** Supplied records follows **
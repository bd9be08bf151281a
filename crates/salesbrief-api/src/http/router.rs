//! Axum router configuration with middleware.
//!
//! The form lives at `/`, the JSON API under `/api/v1/`.
//! Middleware: CORS, tracing, body limits.

use axum::extract::{DefaultBodyLimit, State};
use axum::routing::{get, post};
use axum::Router;
use tower_http::cors::{Any, CorsLayer};
use tower_http::trace::TraceLayer;

use crate::http::handlers;
use crate::state::AppState;

/// Request body ceiling for routes that carry an upload.
///
/// Well above the 2 MiB file cap so oversized files reach the upload
/// check and get the friendly rejection instead of a bare 413.
pub const MAX_REQUEST_BYTES: usize = 16 * 1024 * 1024;

/// Build the complete router with all routes and middleware.
pub fn build_router(state: AppState) -> Router {
    let cors = CorsLayer::new()
        .allow_origin(Any)
        .allow_methods(Any)
        .allow_headers(Any);

    let api_routes = Router::new()
        .route("/briefs", post(handlers::brief::create_brief))
        .route("/prompt", post(handlers::brief::preview_prompt))
        .layer(cors);

    Router::new()
        .route("/", get(handlers::form::index))
        .route("/run", post(handlers::form::run))
        .route("/download", get(handlers::download::download))
        .nest("/api/v1", api_routes)
        .route("/health", get(health_check))
        .layer(DefaultBodyLimit::max(MAX_REQUEST_BYTES))
        .layer(TraceLayer::new_for_http())
        .with_state(state)
}

/// GET /health - Liveness plus the configured provider.
async fn health_check(State(state): State<AppState>) -> axum::Json<serde_json::Value> {
    let invoker = state.brief_service.invoker();
    axum::Json(serde_json::json!({
        "status": "ok",
        "version": env!("CARGO_PKG_VERSION"),
        "provider": invoker.provider_name(),
        "model": invoker.model(),
    }))
}
//! Configuration loader for salesbrief.
//!
//! Reads `salesbrief.toml` and deserializes it into [`AppConfig`]. Falls back
//! to defaults when the default file is missing or malformed.

use std::path::Path;

use salesbrief_types::config::AppConfig;
use salesbrief_types::error::ConfigError;

/// Config file looked up in the working directory when none is given.
pub const DEFAULT_CONFIG_FILE: &str = "salesbrief.toml";

/// Load configuration from `path`.
///
/// - Missing file: defaults, unless `required` (an explicit `--config`), which errors.
/// - Unparseable file: logs a warning and returns defaults.
pub async fn load_config(path: &Path, required: bool) -> Result<AppConfig, ConfigError> {
    let content = match tokio::fs::read_to_string(path).await {
        Ok(content) => content,
        Err(err) if err.kind() == std::io::ErrorKind::NotFound && !required => {
            tracing::debug!("No config file at {}, using defaults", path.display());
            return Ok(AppConfig::default());
        }
        Err(err) => {
            return Err(ConfigError::Read {
                path: path.display().to_string(),
                reason: err.to_string(),
            });
        }
    };

    match toml::from_str::<AppConfig>(&content) {
        Ok(config) => Ok(config),
        Err(err) => {
            tracing::warn!("Failed to parse {}: {err}, using defaults", path.display());
            Ok(AppConfig::default())
        }
    }
}

#[cfg(test)]
mod tests {
    use super::*;
    use salesbrief_types::llm::ProviderKind;
    use tempfile::TempDir;

    #[tokio::test]
    async fn load_config_missing_file_returns_default() {
        let tmp = TempDir::new().unwrap();
        let config = load_config(&tmp.path().join(DEFAULT_CONFIG_FILE), false)
            .await
            .unwrap();
        assert_eq!(config, AppConfig::default());
    }

    #[tokio::test]
    async fn load_config_missing_required_file_errors() {
        let tmp = TempDir::new().unwrap();
        let result = load_config(&tmp.path().join("nope.toml"), true).await;
        assert!(matches!(result, Err(ConfigError::Read { .. })));
    }

    #[tokio::test]
    async fn load_config_valid_toml_returns_parsed() {
        let tmp = TempDir::new().unwrap();
        let path = tmp.path().join(DEFAULT_CONFIG_FILE);
        tokio::fs::write(
            &path,
            r#"
provider = "openai"
model = "gpt-4o"
api_key_env = "SALES_OPENAI_KEY"
host = "0.0.0.0"
port = 8080
"#,
        )
        .await
        .unwrap();

        let config = load_config(&path, true).await.unwrap();
        assert_eq!(config.provider, ProviderKind::OpenAi);
        assert_eq!(config.api_key_env.as_deref(), Some("SALES_OPENAI_KEY"));
        assert_eq!(config.host, "0.0.0.0");
        assert_eq!(config.port, 8080);
    }

    #[tokio::test]
    async fn load_config_invalid_toml_returns_default() {
        let tmp = TempDir::new().unwrap();
        let path = tmp.path().join(DEFAULT_CONFIG_FILE);
        tokio::fs::write(&path, "this is not { valid toml !!!")
            .await
            .unwrap();

        let config = load_config(&path, false).await.unwrap();
        assert_eq!(config, AppConfig::default());
    }
}
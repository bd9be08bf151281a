//! Data carried through one run of the brief pipeline.
//!
//! Everything here is ephemeral: created per request and dropped afterwards,
//! except [`CompletionResult`], which a session keeps until the next
//! successful run replaces it.

use std::fmt;

use serde::{Deserialize, Serialize};

/// The six text fields collected by the form.
///
/// All fields are free-form; no format is enforced and values are kept
/// verbatim (no trimming).
#[derive(Debug, Clone, Default, PartialEq, Eq, Serialize, Deserialize)]
pub struct FormInput {
    pub product_name: String,
    pub product_category: String,
    pub competitors: String,
    pub value_proposition: String,
    pub target_customer: String,
    /// Optional product overview text (the free-text form of the artifact).
    #[serde(default)]
    pub optional_text: Option<String>,
}

/// A file uploaded alongside the form.
#[derive(Debug, Clone, PartialEq, Eq)]
pub struct UploadedArtifact {
    pub file_name: String,
    pub byte_size: usize,
    pub raw_bytes: Vec<u8>,
}

impl UploadedArtifact {
    /// Build an artifact from fully-read bytes; `byte_size` is the byte length.
    pub fn new(file_name: impl Into<String>, raw_bytes: Vec<u8>) -> Self {
        Self {
            file_name: file_name.into(),
            byte_size: raw_bytes.len(),
            raw_bytes,
        }
    }
}

/// Textual content of an uploaded artifact after decoding.
#[derive(Debug, Clone, PartialEq, Eq)]
pub struct DecodedArtifact {
    pub file_name: String,
    pub text: String,
    /// True when the bytes were not valid UTF-8 and `text` holds the marker.
    pub binary: bool,
}

/// Form input plus the decoded artifact, ready for prompt assembly.
#[derive(Debug, Clone, Default, PartialEq, Eq)]
pub struct CollectedInput {
    pub form: FormInput,
    pub artifact: Option<DecodedArtifact>,
}

impl CollectedInput {
    /// Decoded artifact text, or an empty string when no file was supplied.
    pub fn artifact_text(&self) -> &str {
        self.artifact.as_ref().map(|a| a.text.as_str()).unwrap_or("")
    }
}

/// The fully rendered prompt sent to the completion service.
#[derive(Debug, Clone, PartialEq, Eq, Serialize, Deserialize)]
#[serde(transparent)]
pub struct PromptText(String);

impl PromptText {
    pub fn new(text: impl Into<String>) -> Self {
        Self(text.into())
    }

    pub fn as_str(&self) -> &str {
        &self.0
    }

    pub fn into_string(self) -> String {
        self.0
    }

    pub fn len(&self) -> usize {
        self.0.len()
    }

    pub fn is_empty(&self) -> bool {
        self.0.is_empty()
    }

    /// Empty or whitespace-only. Such prompts are never sent.
    pub fn is_blank(&self) -> bool {
        self.0.trim().is_empty()
    }
}

impl fmt::Display for PromptText {
    fn fmt(&self, f: &mut fmt::Formatter<'_>) -> fmt::Result {
        f.write_str(&self.0)
    }
}

/// Text returned by the completion service for one run.
#[derive(Debug, Clone, Default, PartialEq, Eq, Serialize, Deserialize)]
pub struct CompletionResult {
    pub text: String,
    /// Product name at the time of the run; names the download file.
    pub product_name: String,
}

impl CompletionResult {
    pub fn is_empty(&self) -> bool {
        self.text.is_empty()
    }
}
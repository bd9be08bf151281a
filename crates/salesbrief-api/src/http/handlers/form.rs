//! The form page: `GET /` renders, `POST /run` runs the pipeline.

use axum::extract::{Multipart, State};
use axum::http::StatusCode;
use axum::response::{Html, IntoResponse, Response};

use salesbrief_core::collector::UploadBuffer;
use salesbrief_types::brief::{FormInput, UploadedArtifact};

use crate::http::error::AppError;
use crate::http::extractors::session::BrowserSession;
use crate::http::page::{self, Banner, PageView};
use crate::state::AppState;

/// Multipart part carrying the optional overview file.
pub const FILE_FIELD: &str = "overview_file";

/// GET / - Render the form with the session's latest result.
pub async fn index(State(state): State<AppState>, session: BrowserSession) -> Response {
    let view = PageView {
        result: state.brief_service.latest(&session.id),
        ..Default::default()
    };
    respond(&state, session, StatusCode::OK, &view)
}

/// POST /run - Collect the submission, generate, and re-render.
///
/// On any failure the page shows a banner and the previous result.
pub async fn run(
    State(state): State<AppState>,
    session: BrowserSession,
    multipart: Multipart,
) -> Response {
    let mut form = FormInput::default();

    let outcome = match read_submission(multipart, &mut form).await {
        Ok(artifact) => state
            .brief_service
            .run(session.id, form.clone(), artifact)
            .await
            .map_err(AppError::from),
        Err(e) => Err(e),
    };

    match outcome {
        Ok(result) => {
            let view = PageView {
                form,
                result: Some(result),
                banner: None,
            };
            respond(&state, session, StatusCode::OK, &view)
        }
        Err(err) => {
            let (status, code, message) = err.describe();
            tracing::warn!(session = %session.id, code, %message, "run did not produce a result");
            let view = PageView {
                banner: Some(Banner::from(&err)),
                result: state.brief_service.latest(&session.id),
                form,
            };
            respond(&state, session, status, &view)
        }
    }
}

/// Read the text fields into `form` and stream the file part through an
/// [`UploadBuffer`], so an oversized upload is rejected without buffering it.
///
/// Fields read before a failure stay in `form` for re-rendering.
async fn read_submission(
    mut multipart: Multipart,
    form: &mut FormInput,
) -> Result<Option<UploadedArtifact>, AppError> {
    let mut artifact = None;

    while let Some(mut field) = multipart.next_field().await? {
        let name = field.name().unwrap_or_default().to_string();
        match name.as_str() {
            FILE_FIELD => {
                let file_name = field.file_name().unwrap_or_default().to_string();
                let mut buffer = UploadBuffer::new(file_name);
                while let Some(chunk) = field.chunk().await? {
                    buffer.push(&chunk)?;
                }
                artifact = buffer.finish();
            }
            "product_name" => form.product_name = field.text().await?,
            "product_category" => form.product_category = field.text().await?,
            "competitors" => form.competitors = field.text().await?,
            "value_proposition" => form.value_proposition = field.text().await?,
            "target_customer" => form.target_customer = field.text().await?,
            "optional_text" => {
                let text = field.text().await?;
                form.optional_text = (!text.is_empty()).then_some(text);
            }
            other => tracing::debug!(field = other, "ignoring unknown form field"),
        }
    }

    Ok(artifact)
}

fn respond(state: &AppState, session: BrowserSession, status: StatusCode, view: &PageView) -> Response {
    let invoker = state.brief_service.invoker();
    match page::render(view, invoker.provider_name(), invoker.model()) {
        Ok(html) => session.attach((status, Html(html)).into_response()),
        Err(e) => session.attach(e.into_response()),
    }
}
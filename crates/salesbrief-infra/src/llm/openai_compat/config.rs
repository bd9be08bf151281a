//! Configuration types and per-provider defaults for OpenAI-compatible providers.
//!
//! Each hosted service that speaks the OpenAI chat completions protocol gets a
//! factory function returning an [`OpenAiCompatConfig`] with the correct base
//! URL and model naming.

use secrecy::SecretString;

/// Hugging Face inference router (OpenAI-compatible).
pub const HUGGINGFACE_BASE_URL: &str = "https://router.huggingface.co/v1";

/// Default model served through the Hugging Face router.
pub const DEFAULT_HUGGINGFACE_MODEL: &str = "meta-llama/Meta-Llama-3-8B-Instruct";

/// Default Hugging Face inference provider the router forwards to.
pub const DEFAULT_INFERENCE_PROVIDER: &str = "novita";

pub const OPENAI_BASE_URL: &str = "https://api.openai.com/v1";

pub const DEFAULT_OPENAI_MODEL: &str = "gpt-4o";

/// Configuration for an OpenAI-compatible LLM provider.
///
/// Used to construct an [`super::OpenAiCompatibleProvider`].
pub struct OpenAiCompatConfig {
    /// Human-readable provider name (e.g., "huggingface", "openai").
    pub provider_name: String,
    /// Base URL for the API, without the `/chat/completions` suffix.
    pub base_url: String,
    /// API key for bearer authentication.
    pub api_key: SecretString,
    /// Model identifier exactly as sent on the wire.
    pub model: String,
}

impl OpenAiCompatConfig {
    /// Point the provider at a different endpoint (proxies, tests).
    pub fn with_base_url(mut self, base_url: impl Into<String>) -> Self {
        self.base_url = base_url.into().trim_end_matches('/').to_string();
        self
    }
}

/// Hugging Face router configuration.
///
/// The router selects the backing inference provider from a `:provider`
/// suffix on the model id. `inference_provider` of `None` uses
/// [`DEFAULT_INFERENCE_PROVIDER`]; an empty string sends the model id bare and
/// lets the router pick. A model that already carries a suffix is left alone.
pub fn huggingface_defaults(
    api_key: SecretString,
    model: &str,
    inference_provider: Option<&str>,
) -> OpenAiCompatConfig {
    let inference_provider = inference_provider.unwrap_or(DEFAULT_INFERENCE_PROVIDER);
    let model = if inference_provider.is_empty() || model.contains(':') {
        model.to_string()
    } else {
        format!("{model}:{inference_provider}")
    };

    OpenAiCompatConfig {
        provider_name: "huggingface".into(),
        base_url: HUGGINGFACE_BASE_URL.into(),
        api_key,
        model,
    }
}

/// OpenAI default configuration.
///
/// Base URL: `https://api.openai.com/v1`
pub fn openai_defaults(api_key: SecretString, model: &str) -> OpenAiCompatConfig {
    OpenAiCompatConfig {
        provider_name: "openai".into(),
        base_url: OPENAI_BASE_URL.into(),
        api_key,
        model: model.into(),
    }
}

#[cfg(test)]
mod tests {
    use super::*;
    use secrecy::ExposeSecret;

    fn secret(value: &str) -> SecretString {
        SecretString::from(value.to_string())
    }

    #[test]
    fn test_huggingface_defaults_appends_inference_provider() {
        let config = huggingface_defaults(secret("hf_test"), DEFAULT_HUGGINGFACE_MODEL, None);
        assert_eq!(config.provider_name, "huggingface");
        assert_eq!(config.base_url, "https://router.huggingface.co/v1");
        assert_eq!(config.model, "meta-llama/Meta-Llama-3-8B-Instruct:novita");
        assert_eq!(config.api_key.expose_secret(), "hf_test");
    }

    #[test]
    fn test_huggingface_defaults_respects_explicit_suffix() {
        let config = huggingface_defaults(secret("k"), "org/model:together", Some("novita"));
        assert_eq!(config.model, "org/model:together");

        let config = huggingface_defaults(secret("k"), "org/model", Some(""));
        assert_eq!(config.model, "org/model");
    }

    #[test]
    fn test_openai_defaults() {
        let config = openai_defaults(secret("sk-test"), DEFAULT_OPENAI_MODEL);
        assert_eq!(config.provider_name, "openai");
        assert_eq!(config.base_url, "https://api.openai.com/v1");
        assert_eq!(config.model, "gpt-4o");
    }

    #[test]
    fn test_with_base_url_trims_trailing_slash() {
        let config = openai_defaults(secret("k"), "gpt-4o").with_base_url("http://localhost:8080/v1/");
        assert_eq!(config.base_url, "http://localhost:8080/v1");
    }
}
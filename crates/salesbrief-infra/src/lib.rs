//! Infrastructure implementations for salesbrief.
//!
//! - `llm`: OpenAI-compatible HTTP provider and the provider factory
//! - `credentials`: API key resolution from the environment / `.env`
//! - `config`: `salesbrief.toml` loader

pub mod config;
pub mod credentials;
pub mod llm;
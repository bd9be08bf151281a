//! Per-session result storage.
//!
//! Each browser session owns one [`ResultSlot`] holding the most recent
//! completion. Reads never mutate; a successful run overwrites the slot.
//! A session ends once its slot has gone untouched for the store's TTL;
//! expired slots are pruned on the next write.

use std::time::{Duration, Instant};

use dashmap::DashMap;
use uuid::Uuid;

use salesbrief_types::brief::CompletionResult;

/// Identifier carried in the session cookie.
pub type SessionId = Uuid;

/// How long a session keeps its result after the last successful run.
pub const DEFAULT_SESSION_TTL: Duration = Duration::from_secs(24 * 60 * 60);

/// Single-slot store for the latest result. Empty means "no result yet".
#[derive(Debug, Clone)]
pub struct ResultSlot {
    current: Option<CompletionResult>,
    touched: Instant,
}

impl Default for ResultSlot {
    fn default() -> Self {
        Self {
            current: None,
            touched: Instant::now(),
        }
    }
}

impl ResultSlot {
    pub fn get(&self) -> Option<&CompletionResult> {
        self.current.as_ref()
    }

    /// Replace the held result. There is no history.
    pub fn set(&mut self, result: CompletionResult) {
        self.current = Some(result);
        self.touched = Instant::now();
    }

    pub fn is_empty(&self) -> bool {
        self.current.as_ref().is_none_or(|r| r.is_empty())
    }

    fn is_live(&self, ttl: Duration) -> bool {
        self.touched.elapsed() < ttl
    }
}

/// Result slots for all live sessions.
#[derive(Debug)]
pub struct SessionStore {
    slots: DashMap<SessionId, ResultSlot>,
    ttl: Duration,
}

impl Default for SessionStore {
    fn default() -> Self {
        Self::with_ttl(DEFAULT_SESSION_TTL)
    }
}

impl SessionStore {
    pub fn new() -> Self {
        Self::default()
    }

    pub fn with_ttl(ttl: Duration) -> Self {
        Self {
            slots: DashMap::new(),
            ttl,
        }
    }

    /// Mint a new session id.
    pub fn new_session_id() -> SessionId {
        Uuid::now_v7()
    }

    /// Latest result for a session, if one has been stored.
    pub fn get(&self, session: &SessionId) -> Option<CompletionResult> {
        self.slots
            .get(session)
            .filter(|slot| slot.is_live(self.ttl))
            .and_then(|slot| slot.get().cloned())
    }

    /// Overwrite the session's slot with `result`, dropping expired sessions.
    pub fn set(&self, session: SessionId, result: CompletionResult) {
        self.prune_expired();
        self.slots.entry(session).or_default().set(result);
    }

    fn prune_expired(&self) {
        let before = self.slots.len();
        self.slots.retain(|_, slot| slot.is_live(self.ttl));
        let pruned = before.saturating_sub(self.slots.len());
        if pruned > 0 {
            tracing::debug!(pruned, live = self.slots.len(), "expired sessions dropped");
        }
    }

    pub fn len(&self) -> usize {
        self.slots.len()
    }

    pub fn is_empty(&self) -> bool {
        self.slots.is_empty()
    }
}
//! GET /download - the session's latest result as a text file.

use axum::extract::State;
use axum::http::header::{CONTENT_DISPOSITION, CONTENT_TYPE};
use axum::http::HeaderValue;
use axum::response::{IntoResponse, Response};

use salesbrief_core::presenter::{content_disposition, DOWNLOAD_MIME};

use crate::http::error::AppError;
use crate::http::extractors::session::BrowserSession;
use crate::state::AppState;

pub async fn download(
    State(state): State<AppState>,
    session: BrowserSession,
) -> Result<Response, AppError> {
    let result = state
        .brief_service
        .latest(&session.id)
        .filter(|result| !result.is_empty())
        .ok_or_else(|| AppError::NotFound("No result to download yet".to_string()))?;

    let disposition = HeaderValue::from_str(&content_disposition(&result.product_name))
        .map_err(|e| AppError::Internal(format!("invalid download header: {e}")))?;

    tracing::debug!(session = %session.id, bytes = result.text.len(), "serving download");

    Ok((
        [
            (CONTENT_TYPE, HeaderValue::from_static(DOWNLOAD_MIME)),
            (CONTENT_DISPOSITION, disposition),
        ],
        result.text,
    )
        .into_response())
}
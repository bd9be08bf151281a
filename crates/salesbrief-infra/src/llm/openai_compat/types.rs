//! OpenAI chat completions wire types.
//!
//! These are the provider-specific request/response structures. They are NOT
//! the generic LLM types from salesbrief-types -- those are provider-agnostic.
//! Response fields are lenient (`default`) because the routed backends differ
//! in which optional fields they fill in.

use serde::{Deserialize, Serialize};

/// Request body for `POST /chat/completions`.
#[derive(Debug, Clone, Serialize)]
pub struct ChatCompletionRequest {
    pub model: String,
    pub messages: Vec<ChatMessage>,
    #[serde(skip_serializing_if = "Option::is_none")]
    pub max_tokens: Option<u32>,
    #[serde(skip_serializing_if = "Option::is_none")]
    pub temperature: Option<f64>,
    pub stream: bool,
}

/// A single message in a chat request.
#[derive(Debug, Clone, Serialize)]
pub struct ChatMessage {
    pub role: String,
    pub content: String,
}

/// Non-streaming response body.
#[derive(Debug, Clone, Deserialize)]
pub struct ChatCompletionResponse {
    #[serde(default)]
    pub id: String,
    #[serde(default)]
    pub model: String,
    pub choices: Vec<ChatChoice>,
    #[serde(default)]
    pub usage: Option<ChatUsage>,
}

#[derive(Debug, Clone, Deserialize)]
pub struct ChatChoice {
    pub message: ChatChoiceMessage,
    #[serde(default)]
    pub finish_reason: Option<String>,
}

#[derive(Debug, Clone, Deserialize)]
pub struct ChatChoiceMessage {
    #[serde(default)]
    pub content: Option<String>,
}

#[derive(Debug, Clone, Default, Deserialize)]
pub struct ChatUsage {
    #[serde(default)]
    pub prompt_tokens: u32,
    #[serde(default)]
    pub completion_tokens: u32,
}

/// Pull a human-readable message out of an error body.
///
/// Handles `{"error": {"message": ...}}`, `{"error": "..."}` and
/// `{"message": ...}`; anything else is returned as-is.
pub fn error_message(body: &str) -> String {
    let Ok(value) = serde_json::from_str::<serde_json::Value>(body) else {
        return body.to_string();
    };
    let message = match value.get("error") {
        Some(serde_json::Value::String(s)) => Some(s.as_str()),
        Some(obj) => obj.get("message").and_then(|m| m.as_str()),
        None => value.get("message").and_then(|m| m.as_str()),
    };
    message.map(str::to_string).unwrap_or_else(|| body.to_string())
}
** End of Supplied records **
◆ Problem statement
Copy out every line in the records where the word "handlers" is found.

◆ Answer to the exercise
use crate::http::handlers;
        .route("/briefs", post(handlers::brief::create_brief))
        .route("/prompt", post(handlers::brief::preview_prompt))
        .route("/", get(handlers::form::index))
        .route("/run", post(handlers::form::run))
        .route("/download", get(handlers::download::download))
filename crates/salesbrief-api/src/http/handlers/form.rs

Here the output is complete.